Intervention / Behandlung

Detaillierte Beschreibung

HAUPTZIELE:

I. Um zu bestimmen, welches der 3 GVHD-Prophylaxeregime zu einer Reduktion der akuten GVHD der Grade II-IV auf =< 40 % führt.

SEKUNDÄRE ZIELE:

I. Reduzieren Sie die Inzidenz von nicht rückfallbedingter Sterblichkeit durch Infektionen und GVHD vor Tag 200 auf =< 15 %.

II. Reduzieren Sie den Einsatz von hochdosierten Kortikosteroiden im Vergleich zu den Protokollen 1463, 1641 und 1668.

III. Vergleichen Sie das Überleben und das progressionsfreie Überleben mit denen, die unter den Protokollen 1463, 1641 und 1668 erreicht wurden.

UMRISS:

KONDITIONIERUNG: Alle Patienten erhalten Fludarabinphosphat intravenös (i.v.) über 30 Minuten an den Tagen -4 bis -2 und werden an Tag 0 einer Ganzkörperbestrahlung unterzogen.

TRANSPLANTATION: Alle Patienten werden am Tag 0 einer allogenen Transplantation peripherer Blutstammzellen unterzogen.

IMMUNSUPPRESSION: Die Patienten werden randomisiert 1 von 3 Behandlungsarmen zugeteilt.

ARM I: Die Patienten erhalten Tacrolimus i.v. oder oral (PO) alle 12 Stunden an den Tagen -3 bis 180 mit Ausschleichen beginnend am Tag 100, wenn keine GVHD vorliegt.

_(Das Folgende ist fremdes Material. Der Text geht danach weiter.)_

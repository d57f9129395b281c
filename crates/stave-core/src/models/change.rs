//! Outbox entry model
//!
//! Every local mutation appends one [`PendingChange`] in the same transaction
//! as the entity write it describes. Entries stay queued until the sync
//! engine marks them synced after a fully successful push.

use std::fmt;
use std::str::FromStr;

use serde::{Deserialize, Deserializer, Serialize};
use uuid::Uuid;

use super::note::Note;
use super::notebook::Notebook;

/// A unique identifier for an outbox entry (per entry, not per entity)
#[derive(Debug, Clone, Copy, PartialEq, Eq, Hash, Serialize, Deserialize)]
pub struct ChangeId(Uuid);

impl ChangeId {
    #[must_use]
    pub fn new() -> Self {
        Self(Uuid::new_v4())
    }

    /// Get the string representation of this ID
    #[must_use]
    pub fn as_str(&self) -> String {
        self.0.to_string()
    }
}

impl Default for ChangeId {
    fn default() -> Self {
        Self::new()
    }
}

impl fmt::Display for ChangeId {
    fn fmt(&self, f: &mut fmt::Formatter<'_>) -> fmt::Result {
        write!(f, "{}", self.0)
    }
}

impl FromStr for ChangeId {
    type Err = uuid::Error;

    fn from_str(s: &str) -> Result<Self, Self::Err> {
        Ok(Self(Uuid::parse_str(s)?))
    }
}

/// Kind of entity an outbox entry refers to
#[derive(Debug, Clone, Copy, PartialEq, Eq, Serialize, Deserialize)]
#[serde(rename_all = "lowercase")]
pub enum EntityKind {
    Notebook,
    Note,
}

/// Mutation kind recorded in the outbox
#[derive(Debug, Clone, Copy, PartialEq, Eq, Serialize, Deserialize)]
#[serde(rename_all = "lowercase")]
pub enum Operation {
    Create,
    Update,
    Delete,
}

/// A retained, marked-deleted record used to propagate deletion through sync.
///
/// Structurally valid for the remote delete call while carrying no entity
/// payload beyond its id (and, for notes, the version the delete produced).
#[derive(Debug, Clone, PartialEq, Eq, Serialize, Deserialize)]
pub struct Tombstone {
    pub id: String,
    pub deleted: bool,
    #[serde(default, skip_serializing_if = "Option::is_none")]
    pub version: Option<i64>,
}

impl Tombstone {
    #[must_use]
    pub fn new(id: impl Into<String>, version: Option<i64>) -> Self {
        Self {
            id: id.into(),
            deleted: true,
            version,
        }
    }
}

/// Snapshot carried by an outbox entry.
///
/// Creates and updates carry the full entity at mutation time; deletes carry
/// a [`Tombstone`]. Untagged, so the stored JSON matches the remote row
/// shapes directly — variant order matters: full snapshots must be tried
/// before the tombstone, whose fields are a subset of both.
#[derive(Debug, Clone, PartialEq, Eq, Serialize, Deserialize)]
#[serde(untagged)]
pub enum ChangePayload {
    Note(Box<Note>),
    Notebook(Box<Notebook>),
    Tombstone(Tombstone),
}

/// A durably queued local mutation awaiting remote acknowledgement
#[derive(Debug, Clone, PartialEq, Eq, Serialize, Deserialize)]
pub struct PendingChange {
    pub id: ChangeId,
    pub entity: EntityKind,
    #[serde(rename = "entityId")]
    pub entity_id: String,
    pub operation: Operation,
    pub data: ChangePayload,
    /// Logical ordering timestamp (Unix millis)
    pub timestamp: i64,
    /// Schema v1 stored this as 0/1; tolerate both when reading back
    #[serde(deserialize_with = "bool_from_legacy")]
    pub synced: bool,
}

impl PendingChange {
    fn new(entity: EntityKind, entity_id: String, operation: Operation, data: ChangePayload) -> Self {
        Self {
            id: ChangeId::new(),
            entity,
            entity_id,
            operation,
            data,
            timestamp: chrono::Utc::now().timestamp_millis(),
            synced: false,
        }
    }

    /// Queue a create/update of a notebook with its full snapshot
    #[must_use]
    pub fn for_notebook(operation: Operation, notebook: &Notebook) -> Self {
        Self::new(
            EntityKind::Notebook,
            notebook.id.as_str(),
            operation,
            ChangePayload::Notebook(Box::new(notebook.clone())),
        )
    }

    /// Queue a create/update of a note with its full snapshot
    #[must_use]
    pub fn for_note(operation: Operation, note: &Note) -> Self {
        Self::new(
            EntityKind::Note,
            note.id.as_str(),
            operation,
            ChangePayload::Note(Box::new(note.clone())),
        )
    }

    /// Queue a delete as a tombstone
    #[must_use]
    pub fn for_delete(entity: EntityKind, entity_id: String, version: Option<i64>) -> Self {
        Self::new(
            entity,
            entity_id.clone(),
            Operation::Delete,
            ChangePayload::Tombstone(Tombstone::new(entity_id, version)),
        )
    }
}

/// Accepts `true`/`false` as well as the numeric 0/1 written by schema v1.
fn bool_from_legacy<'de, D>(deserializer: D) -> Result<bool, D::Error>
where
    D: Deserializer<'de>,
{
    #[derive(Deserialize)]
    #[serde(untagged)]
    enum LegacyBool {
        Bool(bool),
        Number(i64),
    }

    Ok(match LegacyBool::deserialize(deserializer)? {
        LegacyBool::Bool(value) => value,
        LegacyBool::Number(value) => value != 0,
    })
}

Die Patienten erhalten außerdem MMF PO alle 8 Stunden an den Tagen 0–29 und dann alle 12 Stunden an den Tagen 30–96 mit Ausschleichen, beginnend am Tag 40, wenn keine GVHD vorliegt.

ARM II: Die Patienten erhalten an den Tagen -3 bis 150 alle 12 Stunden Tacrolimus IV oder PO, mit Ausschleichen beginnend am Tag 100, wenn keine GVHD vorliegt. Die Patienten erhalten außerdem MMF PO alle 8 Stunden an den Tagen 0–29 und dann alle 12 Stunden an den Tagen 30–180, wobei bei fehlender GVHD am Tag 150 begonnen wird.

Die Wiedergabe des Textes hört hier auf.